No domingo, após a Páscoa, a liturgia apresenta o texto do Evangelho de João 20,19-31. São relatados dois encontros de Cristo ressuscitado com a comunidade dos discípulos, sendo que o primeiro está situado no dia da ressurreição e outro, oito dias depois, com a presença de Tomé. É um texto provocativo que abre espaço para várias analogias com o tempo presente.
Por duas vezes, o texto registra que “as portas estavam fechadas” por medo. Os discípulos se trancaram por terem visto a morte violenta de Jesus e isto gerou insegurança e desamparo. “Fique em casa” está entre as expressões mais repetidas atualmente e deste modo você estará protegido do inimigo chamado coronavírus. Viver no medo gera uma série efeitos colaterais e dúvidas. Quem entrar na minha casa será que não trará o vírus? Quem é confiável? Sim, é preciso usar todos os meios de proteger-se, mas não transformar o infectado em inimigo.
No primeiro momento Tomé não estava presente e quando lhe contaram o encontro maravilhoso com o Cristo ressuscitado, ele reivindica a mesma oportunidade. Também quer ver o ressuscitado para crer. O testemunho dos outros não lhe era suficiente pois confiava mais nos cinco sentidos. Somente estes poderiam gerar convicção. É como dizer: “Vou acreditar no coronavírus, já que não o vejo a olho nu, somente depois que tiver experimentado os sintomas mais graves, inclusive ficar na UTI”. A nossa vida pragmática se fundamenta num sistema de credibilidade e somente uma pequeníssima parte do agir é fruto da experiência pessoal. É preciso crer na palavra do outro.
“Meu Senhor e meu Deus!” Tomé é modelo que visibiliza as dificuldades e dúvidas para se crer. Mas é alguém aberto que expressa as suas dúvidas e aceita humildemente as respostas. Depois de um processo, mesmo que sofrido, agora ele pode declarar Jesus Cristo ressuscitado como seu Senhor e Deus. O “Senhor” é aquele que tinha lavado os pés dos apóstolos e os dele também e anunciado a sua morte por eles como expressão de seu máximo serviço.
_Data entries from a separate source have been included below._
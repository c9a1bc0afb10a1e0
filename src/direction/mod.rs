//! Compass quantization of displacement vectors.
//!
//! Angles follow screen coordinates: 0° is rightward and angles grow
//! clockwise because y grows downward, so `D` is 90° and `U` is 270°.

mod sequence;

pub use sequence::{extract_sequences, DirectionSequences};

use std::fmt;

use crate::math::{angle_deg, angle_diff};

/// One of eight 45° compass sectors.
#[derive(Debug, Clone, Copy, PartialEq, Eq, Hash)]
pub enum Direction8 {
    Right,
    DownRight,
    Down,
    DownLeft,
    Left,
    UpLeft,
    Up,
    UpRight,
}

impl Direction8 {
    /// Sectors in clockwise order starting at 0°.
    pub const ALL: [Self; 8] = [
        Self::Right,
        Self::DownRight,
        Self::Down,
        Self::DownLeft,
        Self::Left,
        Self::UpLeft,
        Self::Up,
        Self::UpRight,
    ];

    /// Short symbol (`"R"`, `"DR"`, …).
    #[must_use]
    pub fn symbol(self) -> &'static str {
        match self {
            Self::Right => "R",
            Self::DownRight => "DR",
            Self::Down => "D",
            Self::DownLeft => "DL",
            Self::Left => "L",
            Self::UpLeft => "UL",
            Self::Up => "U",
            Self::UpRight => "UR",
        }
    }
}

impl fmt::Display for Direction8 {
    fn fmt(&self, f: &mut fmt::Formatter<'_>) -> fmt::Result {
        f.write_str(self.symbol())
    }
}

/// One of the four screen axes.
#[derive(Debug, Clone, Copy, PartialEq, Eq, Hash, PartialOrd, Ord)]
pub enum Direction4 {
    Right,
    Down,
    Left,
    Up,
}

impl Direction4 {
    /// Axes in the order [`quantize4`] checks them, with their angles.
    pub const AXES: [(Self, f64); 4] = [
        (Self::Right, 0.0),
        (Self::Down, 90.0),
        (Self::Left, 180.0),
        (Self::Up, 270.0),
    ];

    /// Single-letter symbol.
    #[must_use]
    pub fn symbol(self) -> char {
        match self {
            Self::Right => 'R',
            Self::Down => 'D',
            Self::Left => 'L',
            Self::Up => 'U',
        }
    }

    /// Arrow glyph for display.
    #[must_use]
    pub fn arrow(self) -> char {
        match self {
            Self::Right => '\u{2192}',
            Self::Down => '\u{2193}',
            Self::Left => '\u{2190}',
            Self::Up => '\u{2191}',
        }
    }

    /// Parses a single-letter symbol.
    #[must_use]
    pub fn from_symbol(c: char) -> Option<Self> {
        match c {
            'R' => Some(Self::Right),
            'D' => Some(Self::Down),
            'L' => Some(Self::Left),
            'U' => Some(Self::Up),
            _ => None,
        }
    }
}

impl fmt::Display for Direction4 {
    fn fmt(&self, f: &mut fmt::Formatter<'_>) -> fmt::Result {
        write!(f, "{}", self.symbol())
    }
}

/// Quantizes `(dx, dy)` into one of eight 45° sectors centered on the
/// compass directions. Every vector maps to some sector.
#[must_use]
pub fn quantize8(dx: f64, dy: f64) -> Direction8 {
    let a = (angle_deg(dx, dy) + 22.5) % 360.0;
    #[allow(clippy::cast_possible_truncation, clippy::cast_sign_loss)]
    let sector = (a / 45.0).floor() as usize;
    Direction8::ALL
        .get(sector)
        .copied()
        .unwrap_or(Direction8::Right)
}

/// Snaps `(dx, dy)` to the nearest screen axis if it lies within
/// `tolerance_deg` of it (inclusive).
///
/// Axes are checked in [`Direction4::AXES`] order and only a strictly smaller
/// difference replaces the current best, so an exact tie goes to the axis
/// checked first. Returns `None` when no axis is close enough.
#[must_use]
pub fn quantize4(dx: f64, dy: f64, tolerance_deg: f64) -> Option<Direction4> {
    let a = angle_deg(dx, dy);
    let mut best: Option<(Direction4, f64)> = None;
    for (dir, axis_deg) in Direction4::AXES {
        let diff = angle_diff(a, axis_deg);
        if diff <= tolerance_deg && best.is_none_or(|(_, bd)| diff < bd) {
            best = Some((dir, diff));
        }
    }
    best.map(|(dir, _)| dir)
}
Tomé reconhece o amor de Jesus e o aceita como Senhor, expressando sua total adesão ao Cristo. Também professa a divindade de Jesus Cristo que estava obscura na condição humana.
Com frequência, nestes dias de crise, escutamos que o “mundo será diferente” depois que estes dias difíceis passarem. Será? O que muda o comportamento das pessoas? As mudanças atuais são consequências de decretos, medo de ficar infectado, enfim de causas externas. Tomé mudou só depois que criou convicção ou despertou para a fé. Mudanças profundas e duradouras necessitam estar fundamentadas. Leis e decretos são guias úteis e necessários. Aos que creem em Cristo ressuscitado, a atitude de Tomé, serve para colocar em crise a fé monótona e morna e reafirmar a fé no “meu Senhor e meu Deus”. Duas exemplificações.
São necessárias e elogiáveis as inúmeras iniciativas de partilha de alimentos, materiais de higiene. Isto revela uma multidão de pessoas marginalizadas. As suas reservas são tão pequenas que em poucos dias lhes falta o essencial. Um “mundo diferente” necessita uma urgente distribuição de renda e de bens. A dignidade humana requer a partilha, a fraternidade que estão entre ensinamentos fundamentais de Jesus Cristo.
Outro exemplo: a crise mostra claramente que estamos vivendo numa “casa comum”. As fronteiras dos países, dos estados e municípios são necessárias para administrar o mundo e organizar a sociedade, mas não são muros de isolamento. “Um mundo diferente” clama pela globalização da solidariedade, de mecanismos mais eficazes de gerenciamento de emergências globais.